▶ **What this task involves**: In the records, find each line where "LeadStatistics" occurs, and copy it.

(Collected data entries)

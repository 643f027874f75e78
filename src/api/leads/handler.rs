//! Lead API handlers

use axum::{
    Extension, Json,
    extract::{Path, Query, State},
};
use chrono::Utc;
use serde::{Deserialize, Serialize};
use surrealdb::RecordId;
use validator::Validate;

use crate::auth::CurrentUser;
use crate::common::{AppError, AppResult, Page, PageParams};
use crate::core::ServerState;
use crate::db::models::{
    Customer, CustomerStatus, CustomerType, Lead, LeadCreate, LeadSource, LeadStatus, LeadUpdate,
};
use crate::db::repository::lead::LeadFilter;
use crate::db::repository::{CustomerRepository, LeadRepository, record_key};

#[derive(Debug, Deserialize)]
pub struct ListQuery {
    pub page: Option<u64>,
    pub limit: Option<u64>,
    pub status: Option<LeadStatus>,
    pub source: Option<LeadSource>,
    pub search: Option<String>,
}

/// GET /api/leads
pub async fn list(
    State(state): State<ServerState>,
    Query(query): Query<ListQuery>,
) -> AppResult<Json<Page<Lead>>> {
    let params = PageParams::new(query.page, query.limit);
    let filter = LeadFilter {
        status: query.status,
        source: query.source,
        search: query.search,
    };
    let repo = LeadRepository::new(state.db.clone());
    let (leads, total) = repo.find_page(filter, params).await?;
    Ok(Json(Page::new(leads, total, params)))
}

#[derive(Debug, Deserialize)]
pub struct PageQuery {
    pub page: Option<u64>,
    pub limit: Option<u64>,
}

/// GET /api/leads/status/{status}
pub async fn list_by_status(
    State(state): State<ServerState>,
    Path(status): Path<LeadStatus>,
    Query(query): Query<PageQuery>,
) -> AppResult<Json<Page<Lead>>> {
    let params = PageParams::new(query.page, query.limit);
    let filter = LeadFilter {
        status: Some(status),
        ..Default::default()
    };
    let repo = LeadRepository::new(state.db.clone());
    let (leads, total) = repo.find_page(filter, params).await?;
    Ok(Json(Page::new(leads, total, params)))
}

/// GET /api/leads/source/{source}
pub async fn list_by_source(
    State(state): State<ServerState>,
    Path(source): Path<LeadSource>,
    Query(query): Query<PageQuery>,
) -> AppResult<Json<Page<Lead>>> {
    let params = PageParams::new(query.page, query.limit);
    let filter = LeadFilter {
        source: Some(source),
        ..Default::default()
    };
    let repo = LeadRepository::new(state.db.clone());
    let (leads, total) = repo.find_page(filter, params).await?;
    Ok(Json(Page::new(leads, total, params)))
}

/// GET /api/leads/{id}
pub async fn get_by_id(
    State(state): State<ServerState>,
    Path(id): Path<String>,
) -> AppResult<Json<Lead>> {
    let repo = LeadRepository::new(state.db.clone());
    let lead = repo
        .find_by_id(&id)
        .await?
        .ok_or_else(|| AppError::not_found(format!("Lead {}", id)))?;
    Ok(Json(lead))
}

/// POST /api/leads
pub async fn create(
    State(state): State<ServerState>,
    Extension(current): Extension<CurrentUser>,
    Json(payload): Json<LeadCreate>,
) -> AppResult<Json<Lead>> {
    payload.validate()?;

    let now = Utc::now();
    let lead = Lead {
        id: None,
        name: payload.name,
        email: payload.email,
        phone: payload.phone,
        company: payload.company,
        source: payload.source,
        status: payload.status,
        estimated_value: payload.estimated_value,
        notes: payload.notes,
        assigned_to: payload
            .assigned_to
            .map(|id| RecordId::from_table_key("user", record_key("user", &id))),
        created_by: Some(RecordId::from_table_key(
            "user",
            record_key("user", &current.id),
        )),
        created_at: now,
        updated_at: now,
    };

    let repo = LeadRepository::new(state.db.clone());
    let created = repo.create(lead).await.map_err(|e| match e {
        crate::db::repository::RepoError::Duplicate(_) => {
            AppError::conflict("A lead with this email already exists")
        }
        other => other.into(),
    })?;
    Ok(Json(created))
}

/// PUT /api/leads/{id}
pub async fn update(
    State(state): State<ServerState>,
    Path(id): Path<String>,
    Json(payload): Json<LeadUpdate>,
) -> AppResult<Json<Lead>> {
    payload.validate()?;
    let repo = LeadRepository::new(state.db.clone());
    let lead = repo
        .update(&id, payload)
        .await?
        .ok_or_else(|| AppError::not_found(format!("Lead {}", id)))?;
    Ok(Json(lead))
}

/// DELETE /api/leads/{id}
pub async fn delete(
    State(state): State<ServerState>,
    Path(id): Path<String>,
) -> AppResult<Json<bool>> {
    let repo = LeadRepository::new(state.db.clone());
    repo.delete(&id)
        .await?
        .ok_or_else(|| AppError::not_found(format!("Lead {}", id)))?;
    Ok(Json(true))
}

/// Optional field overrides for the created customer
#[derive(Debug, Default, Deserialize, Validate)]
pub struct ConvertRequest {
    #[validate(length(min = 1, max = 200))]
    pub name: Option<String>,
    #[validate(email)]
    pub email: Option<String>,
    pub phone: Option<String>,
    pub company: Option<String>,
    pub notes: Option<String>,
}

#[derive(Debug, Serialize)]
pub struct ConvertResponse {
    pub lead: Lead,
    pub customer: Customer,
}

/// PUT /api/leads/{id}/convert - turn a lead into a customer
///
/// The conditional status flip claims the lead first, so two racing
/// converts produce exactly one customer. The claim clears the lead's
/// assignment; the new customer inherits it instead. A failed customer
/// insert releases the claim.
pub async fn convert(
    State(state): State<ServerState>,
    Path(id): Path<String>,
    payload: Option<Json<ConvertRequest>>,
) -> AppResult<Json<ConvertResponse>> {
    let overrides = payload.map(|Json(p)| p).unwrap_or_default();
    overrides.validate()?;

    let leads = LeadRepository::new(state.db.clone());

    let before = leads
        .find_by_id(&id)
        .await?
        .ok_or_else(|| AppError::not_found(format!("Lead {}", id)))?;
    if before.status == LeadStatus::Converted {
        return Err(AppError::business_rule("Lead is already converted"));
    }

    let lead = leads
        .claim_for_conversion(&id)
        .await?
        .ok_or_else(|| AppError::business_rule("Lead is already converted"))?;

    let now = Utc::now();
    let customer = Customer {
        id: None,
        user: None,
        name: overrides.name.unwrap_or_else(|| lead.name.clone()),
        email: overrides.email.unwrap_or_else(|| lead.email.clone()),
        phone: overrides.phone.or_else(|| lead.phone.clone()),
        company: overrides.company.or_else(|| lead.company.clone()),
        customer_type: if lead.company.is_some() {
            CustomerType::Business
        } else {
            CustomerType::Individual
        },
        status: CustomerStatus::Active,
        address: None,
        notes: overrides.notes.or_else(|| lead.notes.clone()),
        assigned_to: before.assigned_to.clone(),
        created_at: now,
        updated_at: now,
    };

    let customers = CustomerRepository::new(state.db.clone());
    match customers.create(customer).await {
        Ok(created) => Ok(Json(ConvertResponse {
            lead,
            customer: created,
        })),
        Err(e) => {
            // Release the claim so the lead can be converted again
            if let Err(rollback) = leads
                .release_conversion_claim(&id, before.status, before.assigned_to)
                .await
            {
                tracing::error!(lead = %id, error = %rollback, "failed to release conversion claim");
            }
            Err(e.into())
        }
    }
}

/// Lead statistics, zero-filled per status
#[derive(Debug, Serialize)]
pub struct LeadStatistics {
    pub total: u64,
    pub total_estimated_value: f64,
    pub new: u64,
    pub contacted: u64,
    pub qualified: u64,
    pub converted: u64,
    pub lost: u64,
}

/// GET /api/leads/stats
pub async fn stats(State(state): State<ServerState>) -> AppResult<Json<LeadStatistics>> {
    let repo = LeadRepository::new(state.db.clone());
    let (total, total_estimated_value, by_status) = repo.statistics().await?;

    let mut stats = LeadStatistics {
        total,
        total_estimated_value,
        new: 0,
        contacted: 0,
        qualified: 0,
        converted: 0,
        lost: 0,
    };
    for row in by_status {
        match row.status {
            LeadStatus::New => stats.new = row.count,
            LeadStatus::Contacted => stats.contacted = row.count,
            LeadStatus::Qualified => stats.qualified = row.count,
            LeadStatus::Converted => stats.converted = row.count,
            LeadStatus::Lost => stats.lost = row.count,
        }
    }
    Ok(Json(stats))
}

▶ **Solution**:
pub struct LeadStatistics {
pub async fn stats(State(state): State<ServerState>) -> AppResult<Json<LeadStatistics>> {
    let mut stats = LeadStatistics {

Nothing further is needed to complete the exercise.